Our analyses of D. unisexualis use variation at four microsatellite-containing loci in seven Armenian populations. The same methods were used previously in our assessments of D. dahli [37], D. rostombekowi [38], and D armeniaca [39]. Interspecies comparisons use alleles of homologous loci from D. unisexualis and bisexual parents D. valentini and D. raddei nairensis. Analyses of D. unisexualis and its maternal parent also include partial sequences of mitochondrial cytochrome b (CYTB). Results show that D. unisexualis has a level of clonal diversity similar to ones of other parthenospecies of Darevskia. Analyses provide direct information about interspecific hybridization founder events, and about possible mutations in the initial hybrid clones.

Results

All individuals of D. unisexualis had identical fragments of CYTB. The fragment assigned to haplotype of D. raddei nairensis from Lchashen, Armenia (data not shown; GenBank Accession No. U88613).
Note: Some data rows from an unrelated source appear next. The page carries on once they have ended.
//! Variant-scoped configuration blocks and reserved setup keys.

use std::collections::BTreeMap;

use camino::Utf8Path;
use cap_std::{ambient_authority, fs_utf8::Dir};
use ortho_config::ConfigDiscovery;
use ortho_config::toml;
use serde::Deserialize;
use serde_json::Value;

use super::{
    APP_NAME, CONFIG_ENV_VAR, CONFIG_FILE_NAME, ConfigError, DOTFILE_NAME, parent_dir,
    path_exists,
};
use crate::factory::AdapterVariant;

/// Free-form configuration forwarded to backend factories.
pub type ConfigMap = serde_json::Map<String, Value>;

const BLOCK_SUFFIX: &str = "_CONFIG";
const FALSY: [&str; 6] = ["", "false", "no", "off", "0", "none"];

/// Configuration blocks keyed by name, for example `DOCKER_CONFIG`.
#[derive(Clone, Debug, Default, Deserialize, PartialEq)]
#[serde(transparent)]
pub struct AdapterSettings {
    blocks: BTreeMap<String, ConfigMap>,
}

impl AdapterSettings {
    /// Creates an empty settings table.
    #[must_use]
    pub fn new() -> Self {
        Self::default()
    }

    /// Stores `block` under `name`; names are matched case-insensitively.
    pub fn insert(&mut self, name: &str, block: ConfigMap) {
        self.blocks.insert(name.to_uppercase(), block);
    }

    /// Builder-style variant of [`AdapterSettings::insert`].
    #[must_use]
    pub fn with_block(mut self, name: &str, block: ConfigMap) -> Self {
        self.insert(name, block);
        self
    }

    /// Returns a copy of the block for `variant`, or an empty map.
    #[must_use]
    pub fn block(&self, variant: AdapterVariant) -> ConfigMap {
        self.blocks
            .get(&variant.config_block())
            .cloned()
            .unwrap_or_default()
    }

    /// Reads every `*_CONFIG` table from a TOML file. Other keys belong to
    /// [`super::LibraryConfig`] and are ignored.
    ///
    /// # Errors
    ///
    /// Returns [`ConfigError::Io`] when the file cannot be read and
    /// [`ConfigError::Parse`] when it is not valid TOML.
    pub fn load_from_path(path: &Utf8Path) -> Result<Self, ConfigError> {
        let contents = read_file(path)?;
        Self::from_toml(&contents)
            .map_err(|message| ConfigError::Parse(format!("{path}: {message}")))
    }

    /// Loads blocks from the first configuration file found by the standard
    /// discovery order; no file yields empty settings.
    ///
    /// # Errors
    ///
    /// Returns [`ConfigError`] when a discovered file cannot be read or
    /// parsed.
    pub fn discover() -> Result<Self, ConfigError> {
        let discovery = ConfigDiscovery::builder(APP_NAME)
            .env_var(CONFIG_ENV_VAR)
            .config_file_name(CONFIG_FILE_NAME)
            .dotfile_name(DOTFILE_NAME)
            .project_file_name(CONFIG_FILE_NAME)
            .build();
        for candidate in discovery.utf8_candidates() {
            if path_exists(&candidate)? {
                return Self::load_from_path(&candidate);
            }
        }
        Ok(Self::default())
    }

    fn from_toml(contents: &str) -> Result<Self, String> {
        let mut settings = Self::default();
        if contents.trim().is_empty() {
            return Ok(settings);
        }
        let value: toml::Value = toml::from_str(contents).map_err(|err| err.to_string())?;
        let Some(table) = value.as_table() else {
            return Err(String::from("configuration root is not a table"));
        };
        for (name, block) in table {
            if !name.to_uppercase().ends_with(BLOCK_SUFFIX) {
                continue;
            }
            let converted = serde_json::to_value(block).map_err(|err| err.to_string())?;
            let Value::Object(map) = converted else {
                return Err(format!("{name} must be a table"));
            };
            settings.insert(name, map);
        }
        Ok(settings)
    }
}

/// Reserved keys consumed by setup before the remaining configuration is
/// forwarded to the backend factory.
#[derive(Clone, Debug, Default, Eq, PartialEq)]
pub struct ReservedSettings {
    /// Leave backend resources in place at teardown.
    pub skip_cleanup: bool,
    /// Do not run the bootstrap script after provisioning.
    pub skip_bootstrap: bool,
    /// Bootstrap script overriding the library default.
    pub bootstrap_script: Option<String>,
    /// Image overriding the library default (container variant).
    pub image: Option<String>,
}

impl ReservedSettings {
    /// Removes the reserved keys from `config` and interprets them.
    #[must_use]
    pub fn take(config: &mut ConfigMap) -> Self {
        Self {
            skip_cleanup: config
                .remove("skip_cleanup")
                .is_some_and(|value| is_truthy(&value)),
            skip_bootstrap: config
                .remove("skip_bootstrap")
                .is_some_and(|value| is_truthy(&value)),
            bootstrap_script: config.remove("bootstrap_script").and_then(value_to_string),
            image: config.remove("image").and_then(value_to_string),
        }
    }
}

/// Shallow-merges `overrides` on top of `base`; override values win.
#[must_use]
pub fn merge(base: &ConfigMap, overrides: &ConfigMap) -> ConfigMap {
    let mut merged = base.clone();
    merged.extend(overrides.iter().map(|(key, value)| (key.clone(), value.clone())));
    merged
}

/// Interprets a configuration value as a boolean.
///
/// Strings `""`, `false`, `no`, `off`, `0`, and `none` are false regardless
/// of case; numbers are true when non-zero; `null` is false.
#[must_use]
pub fn is_truthy(value: &Value) -> bool {
    match value {
        Value::Null => false,
        Value::Bool(flag) => *flag,
        Value::Number(number) => number.as_i64().map_or_else(
            || number.as_f64().is_some_and(|float| float.abs() > 0.0),
            |int| int != 0,
        ),
        Value::String(text) => !FALSY.contains(&text.trim().to_lowercase().as_str()),
        Value::Array(items) => !items.is_empty(),
        Value::Object(map) => !map.is_empty(),
    }
}

fn value_to_string(value: Value) -> Option<String> {
    match value {
        Value::Null => None,
        Value::String(text) => Some(text),
        other => Some(other.to_string()),
    }
}

fn read_file(path: &Utf8Path) -> Result<String, ConfigError> {
    let parent = parent_dir(path);
    let file_name = path.file_name().ok_or_else(|| ConfigError::Io {
        path: path.to_string(),
        message: String::from("configuration file path is missing a filename"),
    })?;
    let dir = Dir::open_ambient_dir(parent, ambient_authority()).map_err(|err| ConfigError::Io {
        path: parent.to_string(),
        message: err.to_string(),
    })?;
    dir.read_to_string(file_name).map_err(|err| ConfigError::Io {
        path: path.to_string(),
        message: err.to_string(),
    })
}
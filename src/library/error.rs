//! Error type for the device library facade.

use thiserror::Error;

use crate::config::ConfigError;
use crate::device::DeviceError;
use crate::factory::{AdapterVariant, FactoryError};
use crate::retry::Retryable;

/// Errors raised by [`super::DeviceLibrary`] operations.
#[derive(Clone, Debug, Error, Eq, PartialEq)]
pub enum LibraryError {
    /// Raised when no factory is registered for the requested variant.
    #[error(
        "missing device adapter '{variant}': install the {variant} backend integration and register its factory"
    )]
    MissingAdapter {
        /// Variant that has no factory.
        variant: AdapterVariant,
    },
    /// Raised for an unknown variant or an unsatisfiable argument
    /// combination.
    #[error("invalid configuration: {0}")]
    InvalidConfiguration(String),
    /// Raised when a named device is not registered.
    #[error("device '{name}' not found; existing devices: {available:?}")]
    NotFound {
        /// Requested device name.
        name: String,
        /// Names currently registered.
        available: Vec<String>,
    },
    /// Raised when an operation needs the current device before any device
    /// was set up.
    #[error("no device has been set up")]
    NoCurrentDevice,
    /// Raised when mutually exclusive arguments are combined or required
    /// ones are missing.
    #[error("invalid arguments: {0}")]
    InvalidArguments(String),
    /// Raised when a log, filesystem, or process assertion does not hold.
    #[error("assertion failed: {0}")]
    Assertion(String),
    /// Raised for init systems other than systemd.
    #[error("not implemented: {0}")]
    NotImplemented(String),
    /// Errors raised by the device adapter.
    #[error(transparent)]
    Device(#[from] DeviceError),
    /// Errors raised while constructing a device.
    #[error(transparent)]
    Factory(#[from] FactoryError),
    /// Errors raised while loading configuration.
    #[error(transparent)]
    Config(#[from] ConfigError),
}

impl Retryable for LibraryError {
    fn is_retryable(&self) -> bool {
        match self {
            Self::Assertion(_) => true,
            Self::Device(err) => err.is_retryable(),
            _ => false,
        }
    }
}
#[rstest]
fn random_names_use_the_prefix() {
    let name = DeviceLibrary::get_random_name("ABC");
    assert!(name.starts_with("ABC_"), "name: {name}");
    assert_ne!(name, DeviceLibrary::get_random_name("ABC"));
}

#[rstest]
fn config_errors_convert_into_library_errors() {
    let err = LibraryError::from(ConfigError::InvalidRetryAttempts);
    assert!(matches!(err, LibraryError::Config(_)));
}
//! Service control through the device's init system.

use super::InitSystem;
use crate::command::{ExecOptions, ExitCode};
use crate::device::{Device, shell_quote};
use crate::library::{DeviceLibrary, LibraryError};

impl DeviceLibrary {
    /// Starts a service.
    ///
    /// # Errors
    ///
    /// Returns [`LibraryError::NotImplemented`] for init systems other than
    /// systemd and [`LibraryError::Device`] when the action fails.
    pub fn start_service(
        &self,
        name: &str,
        init_system: InitSystem,
        device_name: Option<&str>,
    ) -> Result<(), LibraryError> {
        self.control_service("start", name, ExitCode::Exact(0), init_system, device_name)
    }

    /// Stops a service.
    ///
    /// # Errors
    ///
    /// Same as [`DeviceLibrary::start_service`].
    pub fn stop_service(
        &self,
        name: &str,
        init_system: InitSystem,
        device_name: Option<&str>,
    ) -> Result<(), LibraryError> {
        self.control_service("stop", name, ExitCode::Exact(0), init_system, device_name)
    }

    /// Restarts a service.
    ///
    /// # Errors
    ///
    /// Same as [`DeviceLibrary::start_service`].
    pub fn restart_service(
        &self,
        name: &str,
        init_system: InitSystem,
        device_name: Option<&str>,
    ) -> Result<(), LibraryError> {
        self.control_service("restart", name, ExitCode::Exact(0), init_system, device_name)
    }

    /// Enables a service at boot.
    ///
    /// # Errors
    ///
    /// Same as [`DeviceLibrary::start_service`].
    pub fn enable_service(
        &self,
        name: &str,
        init_system: InitSystem,
        device_name: Option<&str>,
    ) -> Result<(), LibraryError> {
        self.control_service("enable", name, ExitCode::Exact(0), init_system, device_name)
    }

    /// Disables a service at boot.
    ///
    /// # Errors
    ///
    /// Same as [`DeviceLibrary::start_service`].
    pub fn disable_service(
        &self,
        name: &str,
        init_system: InitSystem,
        device_name: Option<&str>,
    ) -> Result<(), LibraryError> {
        self.control_service("disable", name, ExitCode::Exact(0), init_system, device_name)
    }

    /// Asserts that a service is enabled at boot.
    ///
    /// # Errors
    ///
    /// Same as [`DeviceLibrary::start_service`].
    pub fn service_enabled(
        &self,
        name: &str,
        init_system: InitSystem,
        device_name: Option<&str>,
    ) -> Result<(), LibraryError> {
        self.control_service("is-enabled", name, ExitCode::Exact(0), init_system, device_name)
    }

    /// Asserts that a service is disabled at boot.
    ///
    /// # Errors
    ///
    /// Same as [`DeviceLibrary::start_service`].
    pub fn service_disabled(
        &self,
        name: &str,
        init_system: InitSystem,
        device_name: Option<&str>,
    ) -> Result<(), LibraryError> {
        self.control_service("is-enabled", name, ExitCode::NonZero, init_system, device_name)
    }

    /// Asserts that a service is active and returns its main PID.
    ///
    /// # Errors
    ///
    /// Same as [`DeviceLibrary::get_service_main_pid`].
    pub fn service_running(
        &self,
        name: &str,
        init_system: InitSystem,
        device_name: Option<&str>,
    ) -> Result<u32, LibraryError> {
        self.control_service("is-active", name, ExitCode::Exact(0), init_system, device_name)?;
        self.get_service_main_pid(name, init_system, device_name)
    }

    /// Asserts that a service is not active.
    ///
    /// # Errors
    ///
    /// Same as [`DeviceLibrary::start_service`].
    pub fn service_stopped(
        &self,
        name: &str,
        init_system: InitSystem,
        device_name: Option<&str>,
    ) -> Result<(), LibraryError> {
        self.control_service("is-active", name, ExitCode::NonZero, init_system, device_name)
    }

    /// Reloads the service manager configuration, returning its output.
    ///
    /// # Errors
    ///
    /// Same as [`DeviceLibrary::start_service`].
    pub fn reload_services_manager(
        &self,
        init_system: InitSystem,
        device_name: Option<&str>,
    ) -> Result<String, LibraryError> {
        init_system.require_systemd()?;
        let device = self.get_device(device_name)?;
        Ok(device
            .execute("systemctl daemon-reload", ExecOptions::default())?
            .stdout)
    }

    /// Main PID of a service; `0` when the service is not running.
    ///
    /// # Errors
    ///
    /// Returns [`LibraryError::Assertion`] when the output is not a PID, and
    /// the errors of [`DeviceLibrary::start_service`].
    pub fn get_service_main_pid(
        &self,
        name: &str,
        init_system: InitSystem,
        device_name: Option<&str>,
    ) -> Result<u32, LibraryError> {
        init_system.require_systemd()?;
        let command = format!(
            "systemctl show --property MainPID --value {}",
            shell_quote(name)
        );
        let result = self.run_checked(device_name, &command, ExitCode::Exact(0))?;
        let pid = result.stdout.trim();
        pid.parse::<u32>().map_err(|err| {
            LibraryError::Assertion(format!("unexpected main PID '{pid}' for {name}: {err}"))
        })
    }

    fn control_service(
        &self,
        action: &str,
        name: &str,
        expected: ExitCode,
        init_system: InitSystem,
        device_name: Option<&str>,
    ) -> Result<(), LibraryError> {
        init_system.require_systemd()?;
        let command = format!("systemctl {action} {}", shell_quote(name));
        self.run_checked(device_name, &command, expected)?;
        Ok(())
    }
}
//! Ownership of provisioned devices and the current-device pointer.
//!
//! The registry is plain state owned by [`crate::DeviceLibrary`]; it defines
//! no locking. Callers driving it from several threads must wrap it in their
//! own mutex.

use std::collections::HashMap;

use chrono::{DateTime, Utc};
use tracing::{info, warn};

use crate::device::{Device, ManagedDevice};
use crate::library::LibraryError;

/// Provisioned devices keyed by identifier.
#[derive(Debug, Default)]
pub struct DeviceRegistry {
    devices: HashMap<String, ManagedDevice>,
    current: Option<String>,
    setup_times: HashMap<String, DateTime<Utc>>,
}

impl DeviceRegistry {
    /// Creates an empty registry.
    #[must_use]
    pub fn new() -> Self {
        Self::default()
    }

    /// Stores `device` under `name` and makes it current.
    ///
    /// The key is the identifier the library generated, not whatever the
    /// backend reports from [`Device::id`]. A device already held under the
    /// same name is cleaned up before it is displaced.
    pub fn insert(&mut self, name: &str, device: ManagedDevice) {
        if let Some(displaced) = self.devices.insert(name.to_owned(), device) {
            warn!(device = name, "replacing a registered device");
            if let Err(err) = displaced.cleanup() {
                warn!(device = name, error = %err, "error during device cleanup");
            }
        }
        self.setup_times.remove(name);
        self.current = Some(name.to_owned());
    }

    /// Returns the named device, or the current one when `name` is `None`.
    ///
    /// # Errors
    ///
    /// Returns [`LibraryError::NotFound`] for an unknown name and
    /// [`LibraryError::NoCurrentDevice`] when nothing has been set up.
    pub fn get(&self, name: Option<&str>) -> Result<&ManagedDevice, LibraryError> {
        name.map_or_else(
            || {
                self.current
                    .as_deref()
                    .and_then(|current| self.devices.get(current))
                    .ok_or(LibraryError::NoCurrentDevice)
            },
            |wanted| {
                self.devices.get(wanted).ok_or_else(|| LibraryError::NotFound {
                    name: wanted.to_owned(),
                    available: self.names(),
                })
            },
        )
    }

    /// Makes the named device current.
    ///
    /// # Errors
    ///
    /// Returns [`LibraryError::NotFound`] when `name` is not registered; the
    /// current device is left unchanged.
    pub fn set_current(&mut self, name: &str) -> Result<(), LibraryError> {
        if !self.devices.contains_key(name) {
            return Err(LibraryError::NotFound {
                name: name.to_owned(),
                available: self.names(),
            });
        }
        self.current = Some(name.to_owned());
        Ok(())
    }

    /// Identifier of the current device.
    #[must_use]
    pub fn current_name(&self) -> Option<&str> {
        self.current.as_deref()
    }

    /// Registered identifiers in sorted order.
    #[must_use]
    pub fn names(&self) -> Vec<String> {
        let mut names = self.devices.keys().cloned().collect::<Vec<_>>();
        names.sort();
        names
    }

    /// Number of registered devices.
    #[must_use]
    pub fn len(&self) -> usize {
        self.devices.len()
    }

    /// Returns `true` when no device is registered.
    #[must_use]
    pub fn is_empty(&self) -> bool {
        self.devices.is_empty()
    }

    /// Records when `name` finished provisioning.
    pub fn record_setup_time(&mut self, name: &str, time: DateTime<Utc>) {
        self.setup_times.insert(name.to_owned(), time);
    }

    /// Provisioning timestamp of `name`, if recorded.
    #[must_use]
    pub fn setup_time(&self, name: &str) -> Option<DateTime<Utc>> {
        self.setup_times.get(name).copied()
    }

    /// Cleans up every device, then clears the registry.
    ///
    /// A failing cleanup is logged and does not stop the remaining devices
    /// from being cleaned up.
    pub fn teardown(&mut self) {
        for name in self.names() {
            let Some(device) = self.devices.get(&name) else {
                continue;
            };
            info!(device = %name, "cleaning up device");
            if let Err(err) = device.cleanup() {
                warn!(device = %name, error = %err, "error during device cleanup");
            }
        }
        self.devices.clear();
        self.setup_times.clear();
        self.current = None;
    }
}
Each microsatellite locus in individuals of D. unisexualis had two alleles. Both length and structure of the alleles differed within individuals. Further, the flanking regions of the alleles had single nucleotide polymorphisms (SNPs) in fixed positions (Fig. 1 and Table S1). All clones had identical combinations of parent-specific SNPs for all loci, which was consistent with an origin from a single interspecies hybridization event; these results did not reject the first hypothesis that a single hybridization event gave rise to D. unisexualis. Further, the alternative hypothesis of multiple origins was rejected because D. unisexualis did not share alleles with multiple variants of either parental species. Assuming this to be true, then we could not reject the second hypothesis that most clonal variation owed to post-hybridization mutation.

Fig. 1
figure1

Composition of the 12 clones in 109 individuals of Darevskia unisexualis. Yellow squares show SNPs specific to matrilineal (D. raddei nairensis, above) and patrilineal (D. valentini, below) ancestors. Colored bars denote allele combinations of microsatellite loci Du215, Du281, Du323, and Du47G derived from maternal (above) and paternal (below) ancestors. Both alleles shown for variable loci

Microsatellite analyses detected greater variation than reported for allozymes [26]. Loci Du215(uni) (D. unisexualis) and Du47G(uni) had three alleles, Du281(uni) had six, and Du323(uni) had two alleles (Table S1). In the paternal parent, Du215(val) (D. valentini) was homozygotic, as was Du47G(rad) (D. raddei nairensis) in the maternal parent. Du281(val) had five alleles, Du323(val) had six, Du47G(val) had 10, Du215(rad) had two, Du281(rad) had 11, and Du323(rad) had two. Alleles in parental D. valentini and D. r. nairensis contained microsatellite clusters and the flanking regions had SNPs at fixed positions. Six of the 14 alleles in D. unisexualis matched perfectly to parental alleles. Alleles Du215(uni)2,3 and Du47G(uni)1 differed from their parental species in their flanking region SNPs, and Du215(uni)2,3 differed in microsatellite repeat structure. The absence of these alleles in the parental species may have owed to sampling artifacts or genetic recombination in D. unisexualis.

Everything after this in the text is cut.